Solving a Pulley Problem: Finding Rope Tension

[Oliviam12]

I have a question on a pulley problem; the problem looks like this:

M (10) ...O
------------|...
xxxxxxxxxxxx|...
xxxxxxxxxxxx|m (2.5)
xxxxxxxxxxxx|...
With the: O being a frictionless pulley
- being solid ground
. Being a rope
M a mass of 10 kg
m a mass of 2.5 kg

I need to find the tension in the rope.

I have found the acceleration of the masses by:
FM=ma
=10*0
=0 N

Fm=2.5 *9.81
Fm= 24.525 N

A=F/M
A=(24.525 N)/ (10+2.5)
A= 1.962 m/s^2

I know I need to use the equation T= m(g+a) or T=m(g-a) but, I am not sure which one or what mass I am supposed to use. (maybe 2.5 kg?)

 

[learningphysics]

I don't understand these parts:

"FM=ma
=10*0
=0 N"

"Fm=2.5 *9.81
Fm= 24.525 N"

24.525 is the force of gravity on m... is that what you meant here?

You have the right acceleration... The top mass has only one force acting on it.. tension... so Tension = ma

 

[ogb p]

I would approach this problem by first identifying all the known information and variables. From the given information, we know that there are two masses, 10 kg and 2.5 kg, connected by a rope passing over a frictionless pulley. We also know that the mass of the rope itself can be ignored in this problem. The only unknown in this problem is the tension in the rope.

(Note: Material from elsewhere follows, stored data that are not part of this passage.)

#[cfg(test)]
mod tests {
    use super::*;
    use crate::testutil::{row, row_at};
    use chrono::TimeZone;

    fn test_now() -> DateTime<Utc> {
        Utc.with_ymd_and_hms(2026, 3, 10, 12, 0, 0).unwrap()
    }

    #[test]
    fn no_show_summary_counts_and_rates() {
        let now = test_now();
        let rows = vec![
            row_at(AppointmentStatus::NoShow, now - Duration::days(1)),
            row_at(AppointmentStatus::NoShow, now - Duration::days(3)),
            row_at(AppointmentStatus::Completed, now - Duration::days(2)),
            row_at(AppointmentStatus::Pending, now - Duration::days(4)),
        ];

        let summary = build_no_show_summary(&rows);
        assert_eq!(summary.count, 2);
        assert!((summary.rate - 0.5).abs() < f64::EPSILON);
        assert_eq!(summary.recent.len(), 2);
        assert!(summary.recent[0].start_time > summary.recent[1].start_time);
    }

    #[test]
    fn no_show_recent_is_capped_at_ten() {
        let now = test_now();
        let rows: Vec<_> = (0..15)
            .map(|i| row_at(AppointmentStatus::NoShow, now - Duration::hours(i)))
            .collect();
        let summary = build_no_show_summary(&rows);
        assert_eq!(summary.count, 15);
        assert_eq!(summary.recent.len(), 10);
    }

    #[test]
    fn no_show_summary_empty_batch() {
        let summary = build_no_show_summary(&[]);
        assert_eq!(summary.count, 0);
        assert_eq!(summary.rate, 0.0);
        assert!(summary.recent.is_empty());
    }

    #[test]
    fn high_value_and_rapid_alerts_for_same_row() {
        // Scenario: cancelled at $400, one hour before start.
        let now = test_now();
        let mut booking = row_at(AppointmentStatus::Cancelled, now + Duration::hours(1));
        booking.total_price = Some(400.0);
        booking.updated_at = Some(now);

        let alerts = build_fraud_alerts(&[booking]);
        assert_eq!(alerts.len(), 2);

        let high_value = alerts
            .iter()
            .find(|a| a.kind == FraudAlertKind::HighValueCancellation)
            .unwrap();
        assert!((high_value.score - 0.8).abs() < 1e-9);

        let rapid = alerts
            .iter()
            .find(|a| a.kind == FraudAlertKind::RapidCancellation)
            .unwrap();
        assert!((rapid.score - 0.5).abs() < 1e-9);
    }

    #[test]
    fn high_value_requires_price_above_threshold() {
        let mut booking = row(AppointmentStatus::Cancelled);
        booking.total_price = Some(250.0);
        assert!(build_fraud_alerts(&[booking]).is_empty());
    }

    #[test]
    fn high_value_score_saturates_at_one() {
        let mut booking = row(AppointmentStatus::Cancelled);
        booking.total_price = Some(900.0);
        let alerts = build_fraud_alerts(&[booking]);
        assert_eq!(alerts.len(), 1);
        assert_eq!(alerts[0].score, 1.0);
    }

    #[test]
    fn rapid_alert_excludes_two_hour_and_late_cancellations() {
        let now = test_now();

        let mut at_boundary = row_at(AppointmentStatus::Cancelled, now + Duration::hours(2));
        at_boundary.updated_at = Some(now);
        assert!(build_fraud_alerts(&[at_boundary]).is_empty());

        // Cancelled after the appointment already started: data anomaly.
        let mut after_start = row_at(AppointmentStatus::Cancelled, now - Duration::hours(1));
        after_start.updated_at = Some(now);
        assert!(build_fraud_alerts(&[after_start]).is_empty());
    }

    #[test]
    fn repeat_alert_for_three_no_shows() {
        let customer = Uuid::new_v4();
        let rows: Vec<_> = (0..3)
            .map(|_| {
                let mut value = row(AppointmentStatus::NoShow);
                value.customer_id = Some(customer);
                value
            })
            .collect();

        let alerts = build_fraud_alerts(&rows);
        assert_eq!(alerts.len(), 1);
        assert_eq!(alerts[0].kind, FraudAlertKind::RepeatedNoShow);
        assert!((alerts[0].score - 0.5).abs() < 1e-9);
        assert_eq!(alerts[0].related_appointment_ids.len(), 3);
        assert_eq!(alerts[0].customer_id.as_deref(), Some(customer.to_string().as_str()));
    }

    #[test]
    fn repeat_alert_for_four_cancellations() {
        let rows: Vec<_> = (0..4)
            .map(|_| {
                let mut value = row(AppointmentStatus::Cancelled);
                value.customer_email = Some("guest@example.com".to_string());
                value
            })
            .collect();

        let alerts = build_fraud_alerts(&rows);
        let repeat: Vec<_> = alerts
            .iter()
            .filter(|a| a.kind == FraudAlertKind::RepeatedNoShow)
            .collect();
        assert_eq!(repeat.len(), 1);
        assert_eq!(repeat[0].id, "repeat-guest@example.com");
    }

    #[test]
    fn anonymous_rows_pool_under_one_key() {
        // Known approximation: guests with no id or email share one tally.
        let rows: Vec<_> = (0..3).map(|_| row(AppointmentStatus::NoShow)).collect();
        let alerts = build_fraud_alerts(&rows);
        assert_eq!(alerts.len(), 1);
        assert_eq!(alerts[0].id, "repeat-anonymous");
    }

    #[test]
    fn double_booking_alert_for_thirty_minute_gap() {
        let now = test_now();
        let staff = Uuid::new_v4();
        let mut first = row_at(AppointmentStatus::Confirmed, now);
        first.staff_id = Some(staff);
        let mut second = row_at(AppointmentStatus::Confirmed, now + Duration::minutes(30));
        second.staff_id = Some(staff);

        let alerts = build_fraud_alerts(&[first, second]);
        assert_eq!(alerts.len(), 1);
        assert_eq!(alerts[0].kind, FraudAlertKind::DoubleBookingRisk);
        assert!((alerts[0].score - (45.0 - 30.0) / 45.0).abs() < 1e-9);
        assert_eq!(alerts[0].related_appointment_ids.len(), 2);
    }

    #[test]
    fn double_booking_checks_adjacent_pairs_only() {
        let now = test_now();
        let staff = Uuid::new_v4();
        let rows: Vec<_> = (0..3)
            .map(|i| {
                let mut value =
                    row_at(AppointmentStatus::Confirmed, now + Duration::minutes(20 * i));
                value.staff_id = Some(staff);
                value
            })
            .collect();

        // Back-to-back chain of three: two alerts, never first-to-third.
        let alerts = build_fraud_alerts(&rows);
        assert_eq!(alerts.len(), 2);
        let first_id = rows[0].id.unwrap();
        let third_id = rows[2].id.unwrap();
        for alert in &alerts {
            assert!(
                !(alert.related_appointment_ids.contains(&first_id)
                    && alert.related_appointment_ids.contains(&third_id))
            );
        }
    }

    #[test]
    fn double_booking_ignores_wide_gaps_and_other_staff() {
        let now = test_now();
        let mut first = row_at(AppointmentStatus::Confirmed, now);
        first.staff_id = Some(Uuid::new_v4());
        let mut second = row_at(AppointmentStatus::Confirmed, now + Duration::minutes(30));
        second.staff_id = Some(Uuid::new_v4());
        let mut third = row_at(AppointmentStatus::Confirmed, now + Duration::hours(4));
        third.staff_id = first.staff_id;

        assert!(build_fraud_alerts(&[first, second, third]).is_empty());
    }

    #[test]
    fn alert_scores_stay_in_unit_range() {
        let now = test_now();
        let staff = Uuid::new_v4();
        let customer = Uuid::new_v4();
        let mut rows = Vec::new();
        for i in 0..6 {
            let mut value = row_at(AppointmentStatus::Cancelled, now + Duration::minutes(5 * i));
            value.staff_id = Some(staff);
            value.customer_id = Some(customer);
            value.total_price = Some(1_000.0);
            value.updated_at = Some(now + Duration::minutes(5 * i));
            rows.push(value);
        }

        let alerts = build_fraud_alerts(&rows);
        assert!(!alerts.is_empty());
        for alert in alerts {
            assert!((0.0..=1.0).contains(&alert.score), "score {}", alert.score);
        }
    }

    #[test]
    fn alert_ids_are_idempotent_across_runs() {
        let now = test_now();
        let customer = Uuid::new_v4();
        let mut rows = Vec::new();
        for i in 0..4 {
            let mut value = row_at(AppointmentStatus::Cancelled, now + Duration::hours(i));
            value.customer_id = Some(customer);
            value.total_price = Some(300.0);
            rows.push(value);
        }

        let first: Vec<String> = build_fraud_alerts(&rows).into_iter().map(|a| a.id).collect();
        let second: Vec<String> = build_fraud_alerts(&rows).into_iter().map(|a| a.id).collect();
        assert_eq!(first, second);
    }

    #[test]
    fn alert_ids_stable_for_rows_without_ids() {
        let now = test_now();
        let mut booking = row_at(AppointmentStatus::Cancelled, now + Duration::hours(1));
        booking.id = None;
        booking.total_price = Some(400.0);
        booking.updated_at = Some(now);

        let first: Vec<String> = build_fraud_alerts(std::slice::from_ref(&booking))
            .into_iter()
            .map(|a| a.id)
            .collect();
        let second: Vec<String> = build_fraud_alerts(std::slice::from_ref(&booking))
            .into_iter()
            .map(|a| a.id)
            .collect();

        assert_eq!(first, second);
        assert_eq!(first, vec!["high-value-unknown", "rapid-cancel-unknown"]);
    }

    #[test]
    fn disputes_respect_window_and_amount() {
        let now = test_now();

        let mut qualifying = row_at(AppointmentStatus::Cancelled, now - Duration::days(2));
        qualifying.total_price = Some(150.0);

        let mut too_old = row_at(AppointmentStatus::Cancelled, now - Duration::days(8));
        too_old.total_price = Some(400.0);

        let mut too_cheap = row_at(AppointmentStatus::NoShow, now - Duration::days(1));
        too_cheap.total_price = Some(100.0);

        let candidates = build_dispute_candidates(&[qualifying, too_old, too_cheap], now);
        assert_eq!(candidates.len(), 1);
        assert_eq!(candidates[0].status, "review");
        assert_eq!(candidates[0].amount, Some(150.0));
    }

    #[test]
    fn dispute_reasons_follow_status_and_timing() {
        let now = test_now();

        let mut no_show = row_at(AppointmentStatus::NoShow, now - Duration::days(1));
        no_show.total_price = Some(200.0);

        let mut same_day = row_at(AppointmentStatus::Cancelled, now - Duration::days(1));
        same_day.total_price = Some(200.0);
        same_day.updated_at = Some(now - Duration::days(1) - Duration::hours(3));

        let mut early = row_at(AppointmentStatus::Cancelled, now - Duration::days(1));
        early.total_price = Some(200.0);
        early.updated_at = Some(now - Duration::days(4));

        let candidates = build_dispute_candidates(&[no_show, same_day, early], now);
        assert_eq!(candidates.len(), 3);
        assert_eq!(candidates[0].reason, "No-show on high-value booking");
        assert_eq!(candidates[1].reason, "Same-day cancellation on premium booking");
        assert_eq!(candidates[2].reason, "High-value appointment cancellation");
    }
}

To solve for the tension, we can use Newton's Second Law, which states that the net force on an object is equal to its mass times its acceleration. In this problem, we can apply this law to both masses separately.

For the 10 kg mass, we know that the net force acting on it is 0 N, since it is not accelerating. Therefore, the tension in the rope pulling on this mass must also be 0 N.

For the 2.5 kg mass, we can use the equation F=ma to calculate the net force acting on it. From the given information, we know that the mass is 2.5 kg and the acceleration is 1.962 m/s^2. Plugging these values into the equation, we get:

F = (2.5 kg)(1.962 m/s^2) = 4.905 N

Since this is the net force acting on the 2.5 kg mass, it must also be the tension in the rope pulling on this mass.

Therefore, the tension in the rope in this problem is 4.905 N. It is important to note that the tension in the rope is the same throughout the entire length of the rope, regardless of where we measure it. In this case, we can measure it at either end of the rope or at any point in between and still get the same value of 4.905 N.

In summary, to solve for the tension in a pulley problem, we can use Newton's Second Law and apply it to each mass separately. The net force acting on each mass will be equal to the tension in the rope pulling on that mass. By identifying all the known information and variables, we can determine the correct equation to use and solve for the unknown tension in the rope.